Over the decades, Vanguard has grown to become one of the world’s largest investment management companies, with a presence in Australia, Europe, Asia and the Americas. Today, Vanguard is trusted by over 30 million investors globally, with more than USD 7.1 trillion in assets under management.

With offices in Amsterdam, Dublin, Frankfurt, London, Paris and Zurich, Vanguard leverages the scale, experience and resources of its well-established global business for investors right across Europe.


Their mission starts with taking a stand for all investors and this is a statement that they take seriously.

They have clear views on governance, which are communicated openly. Vanguard works with politicians, regulators and professional associations to develop a robust regulatory framework for the benefit of investors.

Vanguard is proud of the ‘Vanguard effect’, the observation that when Vanguard enters a market, others are likely to follow their example, particularly by lowering costs.

From rigorous risk management to transparent pricing to plain talk communications, they put their clients’ interests first.

Everything done at Vanguard is designed to give the clients the best chance for investment success.


At Vanguard four simple principles run through everything that they do. They have been intrinsic to the company since its inception, and are deeply embedded in their culture. For Vanguard, they represent both the past and the future - enduring principles that guide the investment decisions we make.


Create clear, appropriate investment goals The investment process begins by setting measurable and attainable investment goals and developing plans for reaching those goals.


Develop a suitable asset allocation using broadly diversified funds. A successful investment strategy starts with an asset allocation suitable for its objective. You should establish an asset allocation using reasonable expectations for risk and potential returns. The use of diversified investments helps to limit exposure to unnecessary risks.


Minimise cost You can’t control the markets but you can control how much you pay to invest. Every pound or euro that you pay in costs and charges comes directly out of your potential return. Indeed, research suggests that lower-cost investments have tended to outperform higher-cost alternatives.


Maintain perspective and long-term discipline Investing evokes emotion that can disrupt the plans of even the most sophisticated investors. But you can counter emotions with discipline and a long-term perspective. This can help you stick to your plan.

Also, I would like to tell you something about one of my loved ETFs. This is Vanguard FTSE All-World UCITS ETF.

I personally like the Distributing one. Distributing means you will receive dividends for every Vanguard FTSE All-World share you own.

Of course you can choose the accumulating version.

The dividends in the fund are automatically reinvested. This securing the compound effect . You can find it using the ISIN code: IE00B3RBWM25.

The Fund employs a passive management or indexing investment approach, through physical acquisition of securities, and seeks to track the performance of the FTSE All-World Index.

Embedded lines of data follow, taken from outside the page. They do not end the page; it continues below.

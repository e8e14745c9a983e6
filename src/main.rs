//! ranq - run queries against the telemetry data lake.

use std::sync::Arc;

use ran_query::cli::{parse_format, Cli, Command, RunArgs};
use ran_query::config::Config;
use ran_query::error::Result;
use ran_query::logging;
use ran_query::output;
use ran_query::query::{AsyncQueryExecutor, PollPolicy};
use ran_query::schema::SchemaSetup;
use ran_query::service::{
    AthenaClient, QueryHandle, QueryService, QuerySubmission, ScriptedQueryService,
};
use ran_query::statement::classify_statement;
use tracing::{error, info};

#[tokio::main]
async fn main() {
    // .env is optional
    let _ = dotenvy::dotenv();

    let cli = Cli::parse_args();

    let level = logging::default_level(cli.verbose);
    match &cli.log_file {
        Some(path) => {
            if let Err(e) = logging::init_file_logging(path, level) {
                eprintln!("Warning: {e}");
            }
        }
        None => logging::init_stderr_logging(level),
    }

    if let Err(e) = run(cli).await {
        error!("{}: {}", e.category(), e);
        std::process::exit(1);
    }
}

async fn run(cli: Cli) -> Result<()> {
    let config_path = cli.config_path();
    info!("Loading config from: {}", config_path.display());
    let mut config = Config::load_from_file(&config_path)?;

    // Precedence: CLI flags, then config file, then environment.
    cli.apply_overrides(&mut config);
    config.apply_env_defaults();

    let service = build_service(&cli, &config)?;
    let executor = AsyncQueryExecutor::new(service);
    let policy = config.query.poll_policy();
    policy.validate()?;

    match cli.command {
        Command::Run(args) => run_statement(&executor, &config, &policy, &args).await,
        Command::Setup => {
            let database = config.query.require_database()?;
            let output_location = config.query.require_output_location()?;
            let setup = SchemaSetup::new(&executor, database, output_location, policy);
            let report = setup.run(&config.tables).await?;

            println!(
                "Database '{}': {} of {} tables created",
                report.database,
                report.created.len(),
                config.tables.len()
            );
            for failure in &report.failures {
                println!("  {:?} {}: {}", failure.step, failure.table, failure.message);
            }
            Ok(())
        }
        Command::Status { handle } => {
            let handle = QueryHandle::new(handle);
            let status = executor.status(&handle).await?;
            match status.reason {
                Some(reason) => println!("{}: {} ({})", handle, status.state, reason),
                None => println!("{}: {}", handle, status.state),
            }
            Ok(())
        }
        Command::Fetch { handle, format } => {
            let format = parse_format(&format)?;
            let handle = QueryHandle::new(handle);
            executor.wait_for(&handle, &policy).await?;
            let result = executor.fetch_all(&handle).await?;
            print!("{}", output::render(&result, format)?);
            Ok(())
        }
        Command::Cancel { handle } => {
            executor.cancel(&QueryHandle::new(handle)).await?;
            println!("Cancellation requested");
            Ok(())
        }
    }
}

async fn run_statement(
    executor: &AsyncQueryExecutor,
    config: &Config,
    policy: &PollPolicy,
    args: &RunArgs,
) -> Result<()> {
    let statement = args.statement_text()?;
    let format = args.output_format()?;
    let output_location = config.query.require_output_location()?;

    let submission = if args.no_database {
        QuerySubmission::without_dataset(statement, output_location)
    } else {
        QuerySubmission::new(statement, config.query.require_database()?, output_location)
    };

    let fetch = args
        .fetch_override()
        .unwrap_or_else(|| classify_statement(&submission.statement).returns_rows());

    if fetch {
        let result = executor.execute_submission(&submission, policy).await?;
        print!("{}", output::render(&result, format)?);
    } else {
        let completion = executor.run_to_completion(&submission, policy).await?;
        println!("Query {} succeeded", completion.handle);
    }
    Ok(())
}

fn build_service(cli: &Cli, config: &Config) -> Result<Arc<dyn QueryService>> {
    if cli.mock {
        info!("Using scripted query service");
        return Ok(Arc::new(ScriptedQueryService::succeeding(
            vec!["cell_id", "alarm_name", "alarm_severity"],
            vec![
                vec![Some("C-101".into()), Some("LINK_DOWN".into()), Some("major".into())],
                vec![Some("C-205".into()), Some("HIGH_TEMP".into()), Some("minor".into())],
            ],
        )));
    }

    let athena = config.athena_config()?;
    info!("Query service endpoint: {}", athena.endpoint);
    Ok(Arc::new(AthenaClient::new(athena)?))
}
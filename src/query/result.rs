//! Accumulated query results.

use serde::{Deserialize, Serialize};
use serde_json::{Map, Value};

use crate::service::Row;

/// All data rows of one completed query, in service order.
///
/// Values are kept as the text the service returned; callers parse them
/// knowing the schema they asked for.
#[derive(Debug, Clone, Default, PartialEq, Eq, Serialize, Deserialize)]
pub struct ResultSet {
    /// Column names, taken from the header row of the first page.
    pub columns: Vec<String>,

    /// Data rows. The header row is never included.
    pub rows: Vec<Row>,
}

impl ResultSet {
    /// Creates an empty result set.
    pub fn new() -> Self {
        Self::default()
    }

    /// Creates a result set from column names and rows.
    pub fn with_data(columns: Vec<String>, rows: Vec<Row>) -> Self {
        Self { columns, rows }
    }

    /// Returns the number of data rows.
    pub fn len(&self) -> usize {
        self.rows.len()
    }

    /// Returns true if the query matched nothing.
    pub fn is_empty(&self) -> bool {
        self.rows.is_empty()
    }

    /// Returns the position of the named column.
    pub fn column_index(&self, name: &str) -> Option<usize> {
        self.columns.iter().position(|c| c == name)
    }

    /// Returns the text value at `row` for the named column.
    ///
    /// `None` covers a missing row, a missing column, and SQL NULL alike.
    pub fn value(&self, row: usize, column: &str) -> Option<&str> {
        let index = self.column_index(column)?;
        self.rows.get(row)?.get(index)?.as_deref()
    }

    /// Zips every row with the column names into a JSON object.
    ///
    /// NULL becomes JSON null. Cells beyond the known columns are dropped.
    pub fn records(&self) -> Vec<Map<String, Value>> {
        self.rows
            .iter()
            .map(|row| {
                self.columns
                    .iter()
                    .zip(row.iter())
                    .map(|(name, cell)| {
                        let value = cell.clone().map(Value::String).unwrap_or(Value::Null);
                        (name.clone(), value)
                    })
                    .collect()
            })
            .collect()
    }

    /// Appends the rows of one page. The first page's leading row is taken as
    /// the header; later pages are appended whole.
    pub(crate) fn push_page(&mut self, rows: Vec<Row>, first_page: bool) {
        let mut rows = rows.into_iter();
        if first_page {
            if let Some(header) = rows.next() {
                self.columns = header.into_iter().map(Option::unwrap_or_default).collect();
            }
        }
        self.rows.extend(rows);
    }
}
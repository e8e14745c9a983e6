//! Scripted query service for testing.
//!
//! Plays back a fixed sequence of poll outcomes and result pages, and records
//! every call so tests can assert on the protocol itself.

use std::collections::{HashMap, VecDeque};
use std::sync::atomic::{AtomicUsize, Ordering};
use std::sync::{Mutex, MutexGuard};

use async_trait::async_trait;

use super::{QueryHandle, QueryService, QueryStatus, QuerySubmission, ResultPage, Row, ServiceResult};
use crate::error::ServiceError;

/// Number of calls made against a `ScriptedQueryService`, per operation.
#[derive(Debug, Clone, Copy, Default, PartialEq, Eq)]
pub struct ServiceCalls {
    pub submit: usize,
    pub poll: usize,
    pub fetch: usize,
    pub cancel: usize,
}

/// A fake query service driven by a script.
///
/// Poll outcomes are consumed in order; once the script runs out the last
/// outcome repeats, so a terminal state stays terminal. Pages are keyed by the
/// continuation token that requests them (`None` for the first page).
#[derive(Debug, Default)]
pub struct ScriptedQueryService {
    submit_error: Option<ServiceError>,
    polls: Mutex<VecDeque<ServiceResult<QueryStatus>>>,
    last_poll: Mutex<Option<ServiceResult<QueryStatus>>>,
    pages: HashMap<Option<String>, ServiceResult<ResultPage>>,
    submissions: Mutex<Vec<QuerySubmission>>,
    fetch_tokens: Mutex<Vec<Option<String>>>,
    cancelled: Mutex<bool>,
    submit_calls: AtomicUsize,
    poll_calls: AtomicUsize,
    fetch_calls: AtomicUsize,
    cancel_calls: AtomicUsize,
}

fn lock<T>(mutex: &Mutex<T>) -> MutexGuard<'_, T> {
    mutex.lock().unwrap_or_else(|poisoned| poisoned.into_inner())
}

impl ScriptedQueryService {
    /// Creates a service whose queries succeed immediately with no rows.
    pub fn new() -> Self {
        Self::default()
    }

    /// Creates a service that succeeds on the first poll and returns a single
    /// page made of `header` followed by `rows`.
    pub fn succeeding(header: Vec<&str>, rows: Vec<Row>) -> Self {
        let mut page = vec![header.into_iter().map(|c| Some(c.to_string())).collect()];
        page.extend(rows);
        Self::new()
            .with_status(QueryStatus::succeeded())
            .with_pages(vec![ResultPage::last(page)])
    }

    /// Appends a poll outcome to the script.
    pub fn with_status(self, status: QueryStatus) -> Self {
        lock(&self.polls).push_back(Ok(status));
        self
    }

    /// Appends `count` RUNNING poll outcomes to the script.
    pub fn with_running(self, count: usize) -> Self {
        {
            let mut polls = lock(&self.polls);
            for _ in 0..count {
                polls.push_back(Ok(QueryStatus::running()));
            }
        }
        self
    }

    /// Appends a failing poll to the script.
    pub fn with_poll_error(self, error: ServiceError) -> Self {
        lock(&self.polls).push_back(Err(error));
        self
    }

    /// Registers a chain of pages. The first answers the initial fetch; each
    /// following page answers the token carried by the page before it.
    pub fn with_pages(mut self, pages: Vec<ResultPage>) -> Self {
        let mut token = None;
        for page in pages {
            let next = page.next_token.clone();
            self.pages.insert(token, Ok(page));
            token = next;
        }
        self
    }

    /// Makes the fetch for `token` fail.
    pub fn with_fetch_error(mut self, token: Option<&str>, error: ServiceError) -> Self {
        self.pages.insert(token.map(String::from), Err(error));
        self
    }

    /// Makes every submission fail.
    pub fn with_submit_error(mut self, error: ServiceError) -> Self {
        self.submit_error = Some(error);
        self
    }

    /// Returns how many times each operation was called.
    pub fn calls(&self) -> ServiceCalls {
        ServiceCalls {
            submit: self.submit_calls.load(Ordering::SeqCst),
            poll: self.poll_calls.load(Ordering::SeqCst),
            fetch: self.fetch_calls.load(Ordering::SeqCst),
            cancel: self.cancel_calls.load(Ordering::SeqCst),
        }
    }

    /// Returns every submission received, in order.
    pub fn submissions(&self) -> Vec<QuerySubmission> {
        lock(&self.submissions).clone()
    }

    /// Returns the continuation tokens fetches were made with, in order.
    pub fn fetch_tokens(&self) -> Vec<Option<String>> {
        lock(&self.fetch_tokens).clone()
    }
}

#[async_trait]
impl QueryService for ScriptedQueryService {
    async fn submit(&self, submission: &QuerySubmission) -> ServiceResult<QueryHandle> {
        let n = self.submit_calls.fetch_add(1, Ordering::SeqCst) + 1;
        if let Some(error) = &self.submit_error {
            return Err(error.clone());
        }
        lock(&self.submissions).push(submission.clone());
        Ok(QueryHandle::new(format!("mock-query-{n}")))
    }

    async fn poll(&self, _handle: &QueryHandle) -> ServiceResult<QueryStatus> {
        self.poll_calls.fetch_add(1, Ordering::SeqCst);

        if *lock(&self.cancelled) {
            return Ok(QueryStatus::cancelled("Query cancelled by user"));
        }

        let mut last = lock(&self.last_poll);
        if let Some(next) = lock(&self.polls).pop_front() {
            *last = Some(next);
        }
        last.clone().unwrap_or_else(|| Ok(QueryStatus::succeeded()))
    }

    async fn fetch_page(
        &self,
        _handle: &QueryHandle,
        token: Option<&str>,
    ) -> ServiceResult<ResultPage> {
        self.fetch_calls.fetch_add(1, Ordering::SeqCst);
        let key = token.map(String::from);
        lock(&self.fetch_tokens).push(key.clone());

        match self.pages.get(&key) {
            Some(page) => page.clone(),
            None if key.is_none() => Ok(ResultPage::default()),
            None => Err(ServiceError::api(
                "InvalidRequestException",
                format!("Unknown continuation token: {}", token.unwrap_or_default()),
            )),
        }
    }

    async fn cancel(&self, _handle: &QueryHandle) -> ServiceResult<()> {
        self.cancel_calls.fetch_add(1, Ordering::SeqCst);
        *lock(&self.cancelled) = true;
        Ok(())
    }
}
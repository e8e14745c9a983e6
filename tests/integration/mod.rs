//! Integration tests for ran-query.

pub mod config_test;
pub mod executor_test;
pub mod live_service_test;
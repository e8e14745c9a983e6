//! ran-query - asynchronous query execution against a managed
//! SQL-over-object-storage service.
//!
//! The core is [`query::AsyncQueryExecutor`], which submits a statement,
//! polls it to a terminal state and collects every result page. The service
//! it talks to sits behind the [`service::QueryService`] trait.

pub mod cli;
pub mod config;
pub mod error;
pub mod logging;
pub mod output;
pub mod query;
pub mod schema;
pub mod service;
pub mod statement;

The Index is comprised of large and mid-sized company stocks in developed and emerging markets.

The Fund attempts to: 1. Track the performance of the Index by investing in a representative sample of Index constituent securities. 2. Remain fully invested except in extraordinary market, political or similar conditions.

Here are some characteristics:

Number of stocks included in this ETF is around 3700. Median market cap $86B. Equity yield or dividend of 1.9%.

The top 10 companies are:

Apple, Microsoft, Alphabet, Amazon, Tesla and so on.

The market allocation is dominated by United States with 59.2% Followed by Japan, United Kingdom, China, France and so on. The total expense ratio (TER) of FTSE All-World ETFs is at 0.22% p.a.. In comparison, most actively managed funds do cost much more fees per year.

Another interesting aspect is the Weighted exposure

Sector categories are based on the Industry Classification Benchmark system (“ICB”). We can see Technology, Financials, Consumer Discretionary, Industrial, Health care and so on. All the above makes the Vanguard FTSE All-World ETF a great tool for long term investing.